Chaque jour, des milliers de Toulousains arpentent la rue du Taur ou la rue Pargaminières sans savoir ce que ces mots signifient, ni même qu’ils les prononcent parfois de travers. Ces noms racontent deux mille ans d’histoire enfouie sous les pavés, en occitan, en latin médiéval, et parfois à travers une légende criminelle vieille de neuf siècles.

La rue du Taur : un taureau, un martyre, une ville entière
La rue du Taur est la plus empruntée du centre historique, puisqu’elle relie la place du Capitole à la basilique Saint-Sernin en 343 mètres. Pourtant, rares sont ceux qui savent que « taur » est simplement le mot occitan pour « taureau », et que ce nom raconte l’une des scènes fondatrices de la ville.
En l’an 250, Saturnin, premier évêque de Tolosa, refusa de participer au sacrifice d’un taureau sur les marches du Capitole. Les pèlerins lui attachèrent le corps à l’animal, qui le traîna à travers la ville jusqu’à ce que la corde se rompe là où s’élève aujourd’hui l’église Notre-Dame du Taur, premier lieu d’inhumation du saint avant que ses reliques ne rejoignent la basilique plus au nord.
Ce que l’on sait moins, c’est que cette même légende a donné son nom à la gare Matabiau : mata buòu signifie en occitan « tuer le bœuf ».
La rue Pargaminières : le quartier latin toulousain a ses artisans
Le nom intimide, la prononciation trébuche souvent. Pourtant, la rue Pargaminières suit une logique implacable : pargaminièrs désigne en occitan les parcheminiers, ces artisans qui produisaient la matière première indispensable à l’écriture et à la reliure des livres.
La rue se trouvait au cœur du quartier universitaire, là où l’université de Toulouse fut fondée en 1229, à deux pas des Dominicains et des Franciscains, puisque les parcheminiers fournissaient directement les étudiants et les copistes.

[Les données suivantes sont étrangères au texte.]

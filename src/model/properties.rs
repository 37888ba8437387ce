// src/model/properties.rs
//! Page property values — one variant per property type declared by the
//! owning database's schema.
//!
//! The union is internally tagged on `type`, so the wire shape is
//! `{"type": "checkbox", "checkbox": false}` with the payload key equal
//! to the tag, exactly as the API emits it. Whether a property's shape
//! matches the owning database's schema is a server-side contract; what
//! is enforced here is that a value's tag and payload can never
//! disagree, plus the documented array bounds.

use crate::constants::{MULTI_SELECT_MAX_ITEMS, RICH_TEXT_ARRAY_MAX_ITEMS};
use crate::model::common::{DateValue, FileObject, SelectOption, UserRef};
use crate::model::rich_text::{PageRef, RichText};
use crate::types::{EmailAddress, ValidatedUrl, ValidationError};
use serde::{Deserialize, Serialize};

/// The result slot of a formula property.
#[derive(Debug, Clone, PartialEq, Serialize, Deserialize)]
#[serde(tag = "type", rename_all = "snake_case")]
pub enum FormulaResult {
    String { string: Option<String> },
    Number { number: Option<f64> },
    Boolean { boolean: Option<bool> },
    Date { date: Option<DateValue> },
}

/// The computed slot of a rollup property.
#[derive(Debug, Clone, PartialEq, Serialize, Deserialize)]
#[serde(tag = "type", rename_all = "snake_case")]
pub enum RollupResult {
    Number { number: Option<f64> },
    Date { date: Option<DateValue> },
    Array { array: Vec<PropertyValue> },
}

/// A rollup value: the aggregation function plus its computed result.
#[derive(Debug, Clone, PartialEq, Serialize, Deserialize)]
pub struct RollupValue {
    #[serde(skip_serializing_if = "Option::is_none")]
    pub function: Option<String>,
    #[serde(flatten)]
    pub result: RollupResult,
}

/// A file attached to a files property, with its display name.
#[derive(Debug, Clone, PartialEq, Serialize, Deserialize)]
pub struct PropertyFile {
    #[serde(skip_serializing_if = "Option::is_none")]
    pub name: Option<String>,
    #[serde(flatten)]
    pub file: FileObject,
}

/// Server-assigned auto-increment identifier.
#[derive(Debug, Clone, PartialEq, Eq, Serialize, Deserialize)]
pub struct UniqueIdValue {
    pub number: i64,
    pub prefix: Option<String>,
}

/// A typed value attached to a page under a named slot defined by the
/// owning database's schema.
#[derive(Debug, Clone, PartialEq, Serialize, Deserialize)]
#[serde(tag = "type", rename_all = "snake_case")]
pub enum PropertyValue {
    Title {
        title: Vec<RichText>,
    },
    RichText {
        rich_text: Vec<RichText>,
    },
    Number {
        number: Option<f64>,
    },
    Select {
        select: Option<SelectOption>,
    },
    MultiSelect {
        multi_select: Vec<SelectOption>,
    },
    Status {
        status: Option<SelectOption>,
    },
    Date {
        date: Option<DateValue>,
    },
    Formula {
        formula: FormulaResult,
    },
    Relation {
        relation: Vec<PageRef>,
    },
    Rollup {
        rollup: RollupValue,
    },
    People {
        people: Vec<UserRef>,
    },
    Files {
        files: Vec<PropertyFile>,
    },
    Checkbox {
        checkbox: bool,
    },
    Url {
        url: Option<String>,
    },
    Email {
        email: Option<EmailAddress>,
    },
    PhoneNumber {
        phone_number: Option<String>,
    },
    CreatedTime {
        created_time: chrono::DateTime<chrono::Utc>,
    },
    CreatedBy {
        created_by: UserRef,
    },
    LastEditedTime {
        last_edited_time: chrono::DateTime<chrono::Utc>,
    },
    LastEditedBy {
        last_edited_by: UserRef,
    },
    UniqueId {
        unique_id: UniqueIdValue,
    },
}

fn check_rich_text_bounds(items: &[RichText]) -> Result<(), ValidationError> {
    if items.len() > RICH_TEXT_ARRAY_MAX_ITEMS {
        return Err(ValidationError::BoundsViolation {
            actual: items.len(),
            min: 0,
            max: RICH_TEXT_ARRAY_MAX_ITEMS,
        });
    }
    Ok(())
}

impl PropertyValue {
    /// Title property from a bounded rich-text array.
    pub fn title(title: Vec<RichText>) -> Result<Self, ValidationError> {
        check_rich_text_bounds(&title)?;
        Ok(Self::Title { title })
    }

    /// Rich-text property from a bounded rich-text array.
    pub fn rich_text(rich_text: Vec<RichText>) -> Result<Self, ValidationError> {
        check_rich_text_bounds(&rich_text)?;
        Ok(Self::RichText { rich_text })
    }

    pub fn number(number: f64) -> Self {
        Self::Number {
            number: Some(number),
        }
    }

    /// Select property naming an option in the database schema.
    pub fn select(name: impl Into<String>) -> Self {
        Self::Select {
            select: Some(SelectOption::named(name)),
        }
    }

    /// Multi-select property from option names. Input order and
    /// duplicates are preserved; option-name validity is the server's
    /// call.
    pub fn multi_select<I, S>(names: I) -> Result<Self, ValidationError>
    where
        I: IntoIterator<Item = S>,
        S: Into<String>,
    {
        let multi_select: Vec<SelectOption> =
            names.into_iter().map(SelectOption::named).collect();
        if multi_select.len() > MULTI_SELECT_MAX_ITEMS {
            return Err(ValidationError::BoundsViolation {
                actual: multi_select.len(),
                min: 0,
                max: MULTI_SELECT_MAX_ITEMS,
            });
        }
        Ok(Self::MultiSelect { multi_select })
    }

    pub fn status(name: impl Into<String>) -> Self {
        Self::Status {
            status: Some(SelectOption::named(name)),
        }
    }

    pub fn date(date: DateValue) -> Self {
        Self::Date { date: Some(date) }
    }

    pub fn relation(pages: Vec<PageRef>) -> Self {
        Self::Relation { relation: pages }
    }

    pub fn people(people: Vec<UserRef>) -> Self {
        Self::People { people }
    }

    pub fn files(files: Vec<PropertyFile>) -> Self {
        Self::Files { files }
    }

    pub fn checkbox(checkbox: bool) -> Self {
        Self::Checkbox { checkbox }
    }

    /// URL property; `None` serializes as an explicit null.
    pub fn url(url: Option<ValidatedUrl>) -> Self {
        Self::Url {
            url: url.map(|u| u.as_str().to_string()),
        }
    }

    pub fn email(email: Option<EmailAddress>) -> Self {
        Self::Email { email }
    }

    pub fn phone_number(phone_number: impl Into<String>) -> Self {
        Self::PhoneNumber {
            phone_number: Some(phone_number.into()),
        }
    }

    /// Returns the Notion API type name for this property value.
    pub fn type_name(&self) -> &'static str {
        match self {
            Self::Title { .. } => "title",
            Self::RichText { .. } => "rich_text",
            Self::Number { .. } => "number",
            Self::Select { .. } => "select",
            Self::MultiSelect { .. } => "multi_select",
            Self::Status { .. } => "status",
            Self::Date { .. } => "date",
            Self::Formula { .. } => "formula",
            Self::Relation { .. } => "relation",
            Self::Rollup { .. } => "rollup",
            Self::People { .. } => "people",
            Self::Files { .. } => "files",
            Self::Checkbox { .. } => "checkbox",
            Self::Url { .. } => "url",
            Self::Email { .. } => "email",
            Self::PhoneNumber { .. } => "phone_number",
            Self::CreatedTime { .. } => "created_time",
            Self::CreatedBy { .. } => "created_by",
            Self::LastEditedTime { .. } => "last_edited_time",
            Self::LastEditedBy { .. } => "last_edited_by",
            Self::UniqueId { .. } => "unique_id",
        }
    }
}

#[cfg(test)]
mod tests {
    use super::*;

    #[test]
    fn test_property_type_names() {
        assert_eq!(PropertyValue::checkbox(false).type_name(), "checkbox");
        assert_eq!(PropertyValue::number(42.0).type_name(), "number");
        assert_eq!(PropertyValue::select("webpage").type_name(), "select");
    }

    #[test]
    fn title_bounds_enforced() {
        let items: Vec<RichText> = (0..=RICH_TEXT_ARRAY_MAX_ITEMS)
            .map(|i| RichText::text(format!("item {}", i), None).unwrap())
            .collect();
        let err = PropertyValue::title(items).unwrap_err();
        assert!(matches!(
            err,
            ValidationError::BoundsViolation { actual, max, .. }
                if actual == RICH_TEXT_ARRAY_MAX_ITEMS + 1 && max == RICH_TEXT_ARRAY_MAX_ITEMS
        ));
    }

    #[test]
    fn multi_select_preserves_order_and_duplicates() {
        let value = PropertyValue::multi_select(["a", "b", "a"]).unwrap();
        let PropertyValue::MultiSelect { multi_select } = &value else {
            panic!("expected multi_select variant");
        };
        let names: Vec<&str> = multi_select.iter().map(|o| o.name.as_str()).collect();
        assert_eq!(names, vec!["a", "b", "a"]);
    }

    #[test]
    fn url_none_serializes_as_null() {
        let json = serde_json::to_value(PropertyValue::url(None)).unwrap();
        assert_eq!(json, serde_json::json!({ "type": "url", "url": null }));
    }

    #[test]
    fn checkbox_wire_shape() {
        let json = serde_json::to_value(PropertyValue::checkbox(true)).unwrap();
        assert_eq!(json, serde_json::json!({ "type": "checkbox", "checkbox": true }));
    }

    #[test]
    fn response_property_deserializes_by_tag() {
        let value: PropertyValue = serde_json::from_value(serde_json::json!({
            "type": "multi_select",
            "multi_select": [
                { "id": "abc", "name": "rust", "color": "blue" }
            ]
        }))
        .unwrap();
        assert_eq!(value.type_name(), "multi_select");

        let value: PropertyValue = serde_json::from_value(serde_json::json!({
            "type": "unique_id",
            "unique_id": { "number": 7, "prefix": "SRC" }
        }))
        .unwrap();
        assert_eq!(value.type_name(), "unique_id");
    }

    #[test]
    fn formula_and_rollup_round_trip() {
        let formula = PropertyValue::Formula {
            formula: FormulaResult::Number { number: Some(3.5) },
        };
        let json = serde_json::to_value(&formula).unwrap();
        assert_eq!(json["formula"]["type"], "number");
        assert_eq!(json["formula"]["number"], 3.5);

        let rollup: PropertyValue = serde_json::from_value(serde_json::json!({
            "type": "rollup",
            "rollup": { "type": "number", "number": 2.0, "function": "count" }
        }))
        .unwrap();
        let PropertyValue::Rollup { rollup } = &rollup else {
            panic!("expected rollup variant");
        };
        assert_eq!(rollup.function.as_deref(), Some("count"));
        assert!(matches!(rollup.result, RollupResult::Number { number: Some(n) } if n == 2.0));
    }
}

Le mot a traversé huit siècles presque intact, même si aujourd’hui peu de passants imaginent qu’ils marchent sur l’ancien quartier des fabricants de livres.
La rue des Filatiers : des fileurs de lin, pas des filtres ni des filigranes
La rue des Filatiers, rendue piétonne en 1975 et fréquentée pour ses terrasses, tire son nom du mot occitan filatièrs, qui désigne les fileurs et tisserands de lin installés dans cette artère depuis le Moyen Âge. Ce sont eux qui donnèrent son identité à tout un segment de la Grand-rue médiévale, où se regroupaient les corporations par métier : boutonniers, chaussetiers, couturiers s’y côtoyaient dès le XIVe siècle, avant que les orfèvres ne s’y implantent au XVIe. Le nom a survécu à la Révolution, qui l’avait brièvement rebaptisée rue de la Liberté, et à des siècles d’oubli.
La rue Saint-Rome : ni Rome, ni saint romain vénéré
Beaucoup croient que la rue Saint-Rome doit son nom à la capitale italienne. La réalité est plus discrète : le nom vient d’une petite église médiévale, Saint-Romain en français, Sant Roman en occitan, construite avant le XIIe siècle au carrefour de l’actuelle rue Jules-Chalande.
Cette église fut donnée en 1216 à Dominique de Guzmán pour combattre l’hérésie cathare, mais la déformation phonétique de « Roman » en « Rome » s’était déjà installée dans l’usage, d’autant qu’un collège universitaire portant ce nom au XVIIe siècle consolida l’appellation. La rue correspond pourtant à l’ancien cardo maximus de Tolosa, ce que son nom francisé ne laisse plus deviner.
La rue Croix-Baragnon : une croix, une légende judiciaire du XIIe siècle
La rue Croix-Baragnon doit son nom à une croix de carrefour mentionnée dans une ordonnance du comte Raimond V en 1180, parmi les plus anciennes dénominations connues de la ville. Une légende du XVIIIe siècle prétend qu’elle fut érigée en mémoire d’un certain Varanhon, condamné à tort : son ami attaqué dans la nuit aurait crié Varanhon, me tua ! en occitan (« Baragnon, on me tue ! »), que les voisins auraient mal compris. La croix disparut pendant la Révolution, mais le nom est resté.
Ces cinq rues ne sont pas des exceptions : Toulouse compte des centaines de noms dont l’étymologie occitane est tombée dans l’oubli. Les plaques bilingues du centre donnent une première piste, mais si ce petit détour historique vous a pris par surprise, la prochaine balade dans le vieux Toulouse mérite qu’on lève enfin les yeux vers les plaques.